[Task instructions]
Search the records for lines with the word "PathBuf" and copy each match.
#####
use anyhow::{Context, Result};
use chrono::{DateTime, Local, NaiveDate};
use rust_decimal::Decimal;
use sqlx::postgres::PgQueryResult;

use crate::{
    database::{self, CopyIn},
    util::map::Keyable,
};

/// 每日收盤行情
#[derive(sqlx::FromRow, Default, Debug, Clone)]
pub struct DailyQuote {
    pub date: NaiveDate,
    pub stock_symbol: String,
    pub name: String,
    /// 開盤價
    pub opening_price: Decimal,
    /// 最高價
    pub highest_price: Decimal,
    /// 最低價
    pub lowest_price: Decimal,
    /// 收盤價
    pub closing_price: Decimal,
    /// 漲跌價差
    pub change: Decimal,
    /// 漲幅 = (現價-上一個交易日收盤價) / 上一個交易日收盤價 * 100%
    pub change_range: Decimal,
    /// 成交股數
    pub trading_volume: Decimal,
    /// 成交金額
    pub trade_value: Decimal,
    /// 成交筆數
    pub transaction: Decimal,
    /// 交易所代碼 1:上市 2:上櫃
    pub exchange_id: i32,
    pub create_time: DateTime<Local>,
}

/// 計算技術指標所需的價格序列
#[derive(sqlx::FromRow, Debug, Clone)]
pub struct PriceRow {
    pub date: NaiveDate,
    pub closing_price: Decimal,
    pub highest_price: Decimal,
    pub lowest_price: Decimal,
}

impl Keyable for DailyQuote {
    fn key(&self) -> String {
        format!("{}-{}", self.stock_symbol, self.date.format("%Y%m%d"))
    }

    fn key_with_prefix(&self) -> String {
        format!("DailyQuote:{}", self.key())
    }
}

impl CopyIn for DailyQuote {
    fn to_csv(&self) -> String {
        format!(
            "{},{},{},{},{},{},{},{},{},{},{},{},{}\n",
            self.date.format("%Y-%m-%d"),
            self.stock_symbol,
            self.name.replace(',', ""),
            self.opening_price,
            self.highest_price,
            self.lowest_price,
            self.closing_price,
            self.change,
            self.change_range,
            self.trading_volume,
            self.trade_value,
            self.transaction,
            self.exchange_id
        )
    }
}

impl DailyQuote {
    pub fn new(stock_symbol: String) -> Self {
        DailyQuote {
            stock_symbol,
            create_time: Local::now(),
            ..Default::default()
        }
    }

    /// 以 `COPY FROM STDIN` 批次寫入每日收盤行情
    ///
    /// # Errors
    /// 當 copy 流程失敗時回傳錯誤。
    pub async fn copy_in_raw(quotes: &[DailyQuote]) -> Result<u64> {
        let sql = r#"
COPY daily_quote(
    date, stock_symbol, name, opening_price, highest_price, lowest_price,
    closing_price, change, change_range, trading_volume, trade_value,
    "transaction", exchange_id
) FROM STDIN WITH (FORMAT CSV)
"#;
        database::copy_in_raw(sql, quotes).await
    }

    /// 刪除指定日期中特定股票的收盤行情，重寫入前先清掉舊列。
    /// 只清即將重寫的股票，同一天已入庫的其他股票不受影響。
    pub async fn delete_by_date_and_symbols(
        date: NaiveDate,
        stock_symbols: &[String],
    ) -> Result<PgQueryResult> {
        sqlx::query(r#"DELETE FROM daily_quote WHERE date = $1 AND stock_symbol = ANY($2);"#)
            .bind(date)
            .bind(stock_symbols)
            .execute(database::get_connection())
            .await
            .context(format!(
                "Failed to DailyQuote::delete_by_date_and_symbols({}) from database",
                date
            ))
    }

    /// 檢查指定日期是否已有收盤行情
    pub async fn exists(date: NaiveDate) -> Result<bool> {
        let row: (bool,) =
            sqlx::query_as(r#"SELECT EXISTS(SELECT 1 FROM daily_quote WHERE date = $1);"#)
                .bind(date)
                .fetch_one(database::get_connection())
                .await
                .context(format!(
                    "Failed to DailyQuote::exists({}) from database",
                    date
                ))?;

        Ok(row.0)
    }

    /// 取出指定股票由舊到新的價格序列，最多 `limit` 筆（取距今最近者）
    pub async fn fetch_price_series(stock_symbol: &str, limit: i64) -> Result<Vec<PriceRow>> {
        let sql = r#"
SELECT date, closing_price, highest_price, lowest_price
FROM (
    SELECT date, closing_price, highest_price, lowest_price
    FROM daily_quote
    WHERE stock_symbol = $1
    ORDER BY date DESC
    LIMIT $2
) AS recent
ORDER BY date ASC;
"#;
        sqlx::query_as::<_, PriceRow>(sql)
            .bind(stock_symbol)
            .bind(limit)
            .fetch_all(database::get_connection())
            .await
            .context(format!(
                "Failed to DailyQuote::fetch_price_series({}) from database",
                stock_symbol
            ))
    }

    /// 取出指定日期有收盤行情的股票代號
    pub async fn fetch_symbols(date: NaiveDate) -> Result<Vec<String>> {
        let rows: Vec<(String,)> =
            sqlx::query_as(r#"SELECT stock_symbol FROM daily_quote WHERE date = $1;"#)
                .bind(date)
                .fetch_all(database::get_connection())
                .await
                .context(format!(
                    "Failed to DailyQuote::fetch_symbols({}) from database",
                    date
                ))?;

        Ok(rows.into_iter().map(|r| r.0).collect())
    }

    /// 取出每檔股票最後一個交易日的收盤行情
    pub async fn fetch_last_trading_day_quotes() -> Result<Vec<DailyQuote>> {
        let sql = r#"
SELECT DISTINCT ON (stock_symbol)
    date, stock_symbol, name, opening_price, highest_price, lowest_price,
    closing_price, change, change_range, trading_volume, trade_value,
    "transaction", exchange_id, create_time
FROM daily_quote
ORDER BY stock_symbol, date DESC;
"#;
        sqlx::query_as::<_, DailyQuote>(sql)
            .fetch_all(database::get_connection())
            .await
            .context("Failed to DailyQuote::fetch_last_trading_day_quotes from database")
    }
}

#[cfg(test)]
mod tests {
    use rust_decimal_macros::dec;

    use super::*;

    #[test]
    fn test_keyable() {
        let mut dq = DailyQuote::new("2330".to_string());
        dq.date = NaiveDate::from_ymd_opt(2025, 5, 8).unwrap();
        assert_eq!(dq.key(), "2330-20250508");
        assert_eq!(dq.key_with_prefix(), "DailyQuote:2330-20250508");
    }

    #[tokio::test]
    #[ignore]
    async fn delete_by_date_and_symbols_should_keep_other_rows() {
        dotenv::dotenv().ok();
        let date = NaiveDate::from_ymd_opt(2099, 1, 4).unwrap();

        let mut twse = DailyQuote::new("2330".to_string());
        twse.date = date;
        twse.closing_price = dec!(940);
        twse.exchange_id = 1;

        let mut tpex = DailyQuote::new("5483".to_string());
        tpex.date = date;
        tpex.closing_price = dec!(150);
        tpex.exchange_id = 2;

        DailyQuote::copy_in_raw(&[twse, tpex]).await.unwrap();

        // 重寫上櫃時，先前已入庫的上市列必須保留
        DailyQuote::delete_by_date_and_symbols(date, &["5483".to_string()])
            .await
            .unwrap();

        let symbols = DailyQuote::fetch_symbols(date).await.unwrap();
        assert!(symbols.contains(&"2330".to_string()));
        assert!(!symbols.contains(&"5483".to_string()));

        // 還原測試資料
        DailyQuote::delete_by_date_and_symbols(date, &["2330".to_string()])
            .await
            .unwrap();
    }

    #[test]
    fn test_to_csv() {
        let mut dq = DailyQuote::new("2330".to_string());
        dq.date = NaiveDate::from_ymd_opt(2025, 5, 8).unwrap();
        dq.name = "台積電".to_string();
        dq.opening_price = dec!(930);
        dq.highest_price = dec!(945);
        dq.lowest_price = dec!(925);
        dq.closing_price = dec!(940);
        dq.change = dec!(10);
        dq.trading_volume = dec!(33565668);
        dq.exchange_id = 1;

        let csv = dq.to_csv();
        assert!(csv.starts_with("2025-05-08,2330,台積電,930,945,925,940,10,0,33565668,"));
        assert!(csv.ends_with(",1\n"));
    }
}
#####
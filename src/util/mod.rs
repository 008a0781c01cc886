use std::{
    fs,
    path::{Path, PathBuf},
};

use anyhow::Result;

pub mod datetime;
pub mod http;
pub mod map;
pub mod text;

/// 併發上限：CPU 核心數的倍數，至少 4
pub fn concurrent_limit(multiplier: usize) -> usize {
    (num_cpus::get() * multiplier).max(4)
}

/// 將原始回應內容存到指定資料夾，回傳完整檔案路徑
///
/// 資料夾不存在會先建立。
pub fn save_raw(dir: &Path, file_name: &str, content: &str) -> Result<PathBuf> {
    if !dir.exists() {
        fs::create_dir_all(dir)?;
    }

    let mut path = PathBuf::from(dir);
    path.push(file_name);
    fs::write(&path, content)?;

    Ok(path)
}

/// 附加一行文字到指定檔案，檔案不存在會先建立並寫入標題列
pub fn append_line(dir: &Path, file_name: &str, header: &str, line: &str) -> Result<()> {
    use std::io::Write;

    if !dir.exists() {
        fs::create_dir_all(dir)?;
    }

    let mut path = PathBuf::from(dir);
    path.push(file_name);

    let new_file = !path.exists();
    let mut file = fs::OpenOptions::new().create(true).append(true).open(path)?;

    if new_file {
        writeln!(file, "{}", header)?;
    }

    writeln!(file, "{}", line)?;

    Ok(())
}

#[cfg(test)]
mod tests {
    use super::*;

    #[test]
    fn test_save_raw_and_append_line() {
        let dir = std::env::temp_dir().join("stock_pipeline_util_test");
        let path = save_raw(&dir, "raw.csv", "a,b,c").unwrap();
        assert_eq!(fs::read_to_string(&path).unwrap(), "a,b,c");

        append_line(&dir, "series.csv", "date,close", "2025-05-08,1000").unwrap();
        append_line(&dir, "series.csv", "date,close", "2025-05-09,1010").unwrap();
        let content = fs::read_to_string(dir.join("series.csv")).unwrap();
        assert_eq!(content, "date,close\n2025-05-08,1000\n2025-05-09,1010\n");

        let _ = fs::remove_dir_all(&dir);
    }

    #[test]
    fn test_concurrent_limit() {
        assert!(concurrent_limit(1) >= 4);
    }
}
#####
[Response to this task]
    path::{Path, PathBuf},
pub fn save_raw(dir: &Path, file_name: &str, content: &str) -> Result<PathBuf> {
    let mut path = PathBuf::from(dir);
    let mut path = PathBuf::from(dir);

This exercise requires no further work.